Scheuer: Nein, das können wir nicht daraus schließen, zumal die Menschwerdung durchaus im Glaubensbekenntnis vorkommt. Schon im Johannesevangelium hat Auferstehung verschiedene Dimensionen: Neben der Auferstehung Jesu, also der Überwindung des Todes, finden wir dort auch die kleinen Auferstehungen des Lebens: Wer in der Sünde ist, der ist „tot“ – und die Versöhnung ist dann auch Auferstehung. Paulus erinnert uns daran, dass wir auf Jesu Tod und Auferstehung getauft sind. Das ganze christliche Leben ist Nachvollzug von Tod und Auferstehung Jesu. Auferstehung ist damit die Überwindung des Todes – gerade auch mitten im Leben.

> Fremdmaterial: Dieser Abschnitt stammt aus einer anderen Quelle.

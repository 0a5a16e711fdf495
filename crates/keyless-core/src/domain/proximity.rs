//! Signal-strength smoothing and hysteresis for proximity detection.
//!
//! # Why not react to each sample? (for beginners)
//!
//! Received signal strength (RSSI, in dBm) is extremely noisy: a hand over
//! the phone, a passing car, or the body turning can move a single reading
//! by 10–20 dB.  Acting on raw samples would lock and unlock the car every
//! few seconds while the owner stands still next to it.
//!
//! Two techniques tame the noise:
//!
//! 1. **Median smoothing** – the last `N` samples are kept in a
//!    [`RssiWindow`] and the decision metric is their median.  Unlike a mean,
//!    a median ignores a single wild spike entirely.
//!
//! 2. **Hysteresis** – two thresholds are used instead of one.  The filter
//!    only reports [`ProximityState::Near`] above `unlock` and only reports
//!    [`ProximityState::Far`] below `lock`.  Anything in between (the
//!    *hysteresis band*) keeps the previous state.
//!
//! ```text
//!  dBm   -40 ─────────────────────────────
//!              Near
//!  unlock -60 ─────────────────────────────
//!              (keep previous state)
//!  lock   -75 ─────────────────────────────
//!              Far
//!        -100 ─────────────────────────────
//! ```

use std::collections::VecDeque;

use serde::{Deserialize, Serialize};
use thiserror::Error;
use tracing::debug;

/// Default number of samples kept in the smoothing window.
pub const DEFAULT_WINDOW_SIZE: usize = 5;

/// Errors raised when building a proximity filter from configuration.
#[derive(Debug, Error, PartialEq)]
pub enum ProximityError {
    /// The lock threshold must not be stronger than the unlock threshold.
    #[error("lock threshold {lock} dBm must not exceed unlock threshold {unlock} dBm")]
    InvertedThresholds { unlock: i16, lock: i16 },

    /// A window needs room for at least one sample.
    #[error("window size must be at least 1")]
    EmptyWindow,
}

/// Coarse proximity classification derived from the smoothed signal.
#[derive(Debug, Clone, Copy, PartialEq, Eq, Default, Serialize, Deserialize)]
pub enum ProximityState {
    #[default]
    Unknown,
    Near,
    Far,
}

/// Bounded, ordered history of the most recent signal-strength samples.
///
/// When full, pushing a new sample drops the oldest one.
#[derive(Debug, Clone)]
pub struct RssiWindow {
    samples: VecDeque<i16>,
    capacity: usize,
}

impl RssiWindow {
    /// Creates an empty window holding at most `capacity` samples.
    ///
    /// # Errors
    ///
    /// Returns [`ProximityError::EmptyWindow`] when `capacity` is zero.
    pub fn new(capacity: usize) -> Result<Self, ProximityError> {
        if capacity == 0 {
            return Err(ProximityError::EmptyWindow);
        }
        Ok(Self {
            samples: VecDeque::with_capacity(capacity),
            capacity,
        })
    }

    /// Appends a sample, evicting the oldest when the window is full.
    pub fn push(&mut self, rssi: i16) {
        if self.samples.len() == self.capacity {
            self.samples.pop_front();
        }
        self.samples.push_back(rssi);
    }

    /// Median of the current samples, or `None` when the window is empty.
    ///
    /// With an even number of samples the two middle values are averaged
    /// (rounding toward zero).
    pub fn median(&self) -> Option<i16> {
        if self.samples.is_empty() {
            return None;
        }
        let mut sorted: Vec<i16> = self.samples.iter().copied().collect();
        sorted.sort_unstable();
        let mid = sorted.len() / 2;
        if sorted.len() % 2 == 1 {
            Some(sorted[mid])
        } else {
            let sum = i32::from(sorted[mid - 1]) + i32::from(sorted[mid]);
            Some((sum / 2) as i16)
        }
    }

    pub fn len(&self) -> usize {
        self.samples.len()
    }

    pub fn is_empty(&self) -> bool {
        self.samples.is_empty()
    }

    pub fn capacity(&self) -> usize {
        self.capacity
    }

    /// Discards all samples (e.g. after a disconnect).
    pub fn clear(&mut self) {
        self.samples.clear();
    }
}

/// Unlock/lock signal thresholds in dBm.
#[derive(Debug, Clone, Copy, PartialEq, Eq)]
pub struct Thresholds {
    unlock: i16,
    lock: i16,
}

impl Thresholds {
    /// Validates and builds a threshold pair.
    ///
    /// # Errors
    ///
    /// Returns [`ProximityError::InvertedThresholds`] if `lock > unlock`.
    pub fn new(unlock: i16, lock: i16) -> Result<Self, ProximityError> {
        if lock > unlock {
            return Err(ProximityError::InvertedThresholds { unlock, lock });
        }
        Ok(Self { unlock, lock })
    }

    pub fn unlock(&self) -> i16 {
        self.unlock
    }

    pub fn lock(&self) -> i16 {
        self.lock
    }

    /// Classifies a smoothed value, keeping `previous` inside the band.
    pub fn classify(&self, smoothed: i16, previous: ProximityState) -> ProximityState {
        if smoothed > self.unlock {
            ProximityState::Near
        } else if smoothed < self.lock {
            ProximityState::Far
        } else {
            previous
        }
    }
}

/// Median filter plus hysteresis classifier.
#[derive(Debug, Clone)]
pub struct ProximityFilter {
    window: RssiWindow,
    thresholds: Thresholds,
    state: ProximityState,
}

impl ProximityFilter {
    pub fn new(window_size: usize, thresholds: Thresholds) -> Result<Self, ProximityError> {
        Ok(Self {
            window: RssiWindow::new(window_size)?,
            thresholds,
            state: ProximityState::Unknown,
        })
    }

    /// Records a raw sample and returns the updated classification.
    pub fn observe(&mut self, rssi: i16) -> ProximityState {
        self.window.push(rssi);
        if let Some(smoothed) = self.window.median() {
            let next = self.thresholds.classify(smoothed, self.state);
            if next != self.state {
                debug!(smoothed, from = ?self.state, to = ?next, "proximity changed");
            }
            self.state = next;
        }
        self.state
    }

    /// Current smoothed value (window median).
    pub fn smoothed(&self) -> Option<i16> {
        self.window.median()
    }

    pub fn state(&self) -> ProximityState {
        self.state
    }

    pub fn thresholds(&self) -> Thresholds {
        self.thresholds
    }

    /// Forgets all samples and the classification.
    pub fn reset(&mut self) {
        self.window.clear();
        self.state = ProximityState::Unknown;
    }
}

// ── Tests ─────────────────────────────────────────────────────────────────────

#[cfg(test)]
mod tests {
    use super::*;

    fn thresholds() -> Thresholds {
        Thresholds::new(-60, -75).unwrap()
    }

    // ── RssiWindow ────────────────────────────────────────────────────────────

    #[test]
    fn test_window_rejects_zero_capacity() {
        assert_eq!(RssiWindow::new(0).unwrap_err(), ProximityError::EmptyWindow);
    }

    #[test]
    fn test_window_drops_oldest_sample_on_overflow() {
        // Arrange
        let mut window = RssiWindow::new(3).unwrap();

        // Act
        for s in [-90, -50, -51, -52] {
            window.push(s);
        }

        // Assert – the -90 sample fell out, so the median ignores it
        assert_eq!(window.len(), 3);
        assert_eq!(window.median(), Some(-51));
    }

    #[test]
    fn test_median_of_empty_window_is_none() {
        let window = RssiWindow::new(5).unwrap();
        assert_eq!(window.median(), None);
    }

    #[test]
    fn test_median_ignores_single_spike() {
        let mut window = RssiWindow::new(5).unwrap();
        for s in [-80, -79, -30, -81, -80] {
            window.push(s);
        }
        assert_eq!(window.median(), Some(-80));
    }

    #[test]
    fn test_median_of_even_count_averages_middle_pair() {
        let mut window = RssiWindow::new(5).unwrap();
        for s in [-70, -60, -64, -66] {
            window.push(s);
        }
        // sorted: -70 -66 -64 -60 → (-66 + -64) / 2
        assert_eq!(window.median(), Some(-65));
    }

    // ── Thresholds ────────────────────────────────────────────────────────────

    #[test]
    fn test_thresholds_reject_lock_above_unlock() {
        assert_eq!(
            Thresholds::new(-70, -60),
            Err(ProximityError::InvertedThresholds { unlock: -70, lock: -60 })
        );
    }

    #[test]
    fn test_thresholds_allow_equal_values() {
        assert!(Thresholds::new(-65, -65).is_ok());
    }

    #[test]
    fn test_classify_keeps_previous_state_inside_band() {
        let t = thresholds();
        assert_eq!(t.classify(-65, ProximityState::Near), ProximityState::Near);
        assert_eq!(t.classify(-65, ProximityState::Far), ProximityState::Far);
        assert_eq!(t.classify(-65, ProximityState::Unknown), ProximityState::Unknown);
    }

    #[test]
    fn test_classify_boundaries_are_exclusive() {
        let t = thresholds();
        // exactly on a threshold is still inside the band
        assert_eq!(t.classify(-60, ProximityState::Far), ProximityState::Far);
        assert_eq!(t.classify(-75, ProximityState::Near), ProximityState::Near);
        assert_eq!(t.classify(-59, ProximityState::Far), ProximityState::Near);
        assert_eq!(t.classify(-76, ProximityState::Near), ProximityState::Far);
    }

    // ── ProximityFilter ───────────────────────────────────────────────────────

    #[test]
    fn test_filter_reports_near_after_strong_samples() {
        let mut filter = ProximityFilter::new(5, thresholds()).unwrap();
        let mut state = ProximityState::Unknown;
        for _ in 0..3 {
            state = filter.observe(-50);
        }
        assert_eq!(state, ProximityState::Near);
    }

    #[test]
    fn test_filter_does_not_chatter_inside_band() {
        // Arrange: settle Near first
        let mut filter = ProximityFilter::new(5, thresholds()).unwrap();
        for _ in 0..5 {
            filter.observe(-50);
        }

        // Act: oscillate just inside both thresholds
        let mut seen = Vec::new();
        for i in 0..20 {
            let sample = if i % 2 == 0 { -61 } else { -74 };
            seen.push(filter.observe(sample));
        }

        // Assert: never flips to Far
        assert!(seen.iter().all(|s| *s == ProximityState::Near));
    }

    #[test]
    fn test_filter_moves_to_far_when_median_drops_below_lock() {
        let mut filter = ProximityFilter::new(5, thresholds()).unwrap();
        for _ in 0..5 {
            filter.observe(-50);
        }
        for _ in 0..3 {
            filter.observe(-90);
        }
        assert_eq!(filter.state(), ProximityState::Far);
    }

    #[test]
    fn test_reset_clears_samples_and_state() {
        let mut filter = ProximityFilter::new(5, thresholds()).unwrap();
        filter.observe(-40);
        filter.reset();
        assert_eq!(filter.state(), ProximityState::Unknown);
        assert_eq!(filter.smoothed(), None);
    }
}
//! Infrastructure layer for the key.
//!
//! # What lives here? (for beginners)
//!
//! The parts of the key that talk to the outside world.  The application
//! layer decides; these modules carry the decisions out.
//!
//! - [`console`] – user commands and injected readings from stdin.
//! - [`network`] – the reconnecting link to the controller.
//! - [`runtime`] – the Tokio loop that feeds the agent and sends its output.
//! - [`signal`] – signal-strength sources.
//! - [`storage`] – TOML configuration.

pub mod console;
pub mod network;
pub mod runtime;
pub mod signal;
pub mod storage;
//! # keyless-core
//!
//! Shared library for keyless access control containing the text payload
//! codec, the challenge-response primitives, and the proximity filter.
//!
//! This crate is used by both the lock controller and the key applications.
//! It has zero dependencies on radios, sockets, or GPIO.  The only file
//! access is the shared TOML config helper in [`config_file`].
//!
//! # Architecture overview (for beginners)
//!
//! A fixed *controller* sits in the vehicle and drives the lock motors.  A
//! mobile *key* connects to it over a short-range link.  Before the controller
//! executes anything, the key has to prove that it knows a shared secret by
//! answering a random challenge with an HMAC digest.  The key also watches
//! the signal strength of the link and locks or unlocks on its own when the
//! holder walks away or comes back.
//!
//! This crate (`keyless-core`) is the shared foundation.  It defines:
//!
//! - **`protocol`** – The plain-text payloads that travel over the link
//!   (`LOCK`, `RESP:<hex>`, `CHALLENGE:<hex>`, `AUTH_OK`, …) and the HMAC
//!   challenge helpers both sides use to produce and check digests.
//!
//! - **`domain`** – Pure business types: peer identities, the command
//!   vocabulary, the lock position, and the median/hysteresis proximity
//!   filter.
//!
//! - **`config_file`** – Locating, loading and saving the TOML settings
//!   file each binary reads at startup.

pub mod config_file;
pub mod domain;
pub mod protocol;

pub use domain::command::Command;
pub use domain::lock_state::LockState;
pub use domain::peer::PeerIdentity;
pub use domain::proximity::{ProximityError, ProximityFilter, ProximityState, RssiWindow, Thresholds};
pub use protocol::challenge::{AuthError, Nonce, SharedSecret};
pub use protocol::payload::{Notification, ProtocolError, Request};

Was bedeutet es dann, mit Blick auf die Auferstehung zu leben? Es heißt ja, dass das Reich Gottes schon im Hier und Heute beginnt.
Scheuer: Es bedeutet, mit den Augen der Hoffnung und der Liebe die Wirklichkeit zu sehen, auch die Wirklichkeit des Leidens der anderen. In Jesu Wort und seinem Wirken ist sein Reich schon mitten unter uns. Wir leben in der Hoffnung, noch nicht in der Erfüllung. Stirbt ein Mensch, so bleibt etwas offen – bei ihm und bei uns. Im Glaubensbekenntnis heißt es: Er wird wiederkommen zu richten die Lebenden und die Toten. Dieses Gericht ist das Versprechen der Gerechtigkeit für die Opfer, die zu kurz Gekommenen, die unschuldig gelitten haben.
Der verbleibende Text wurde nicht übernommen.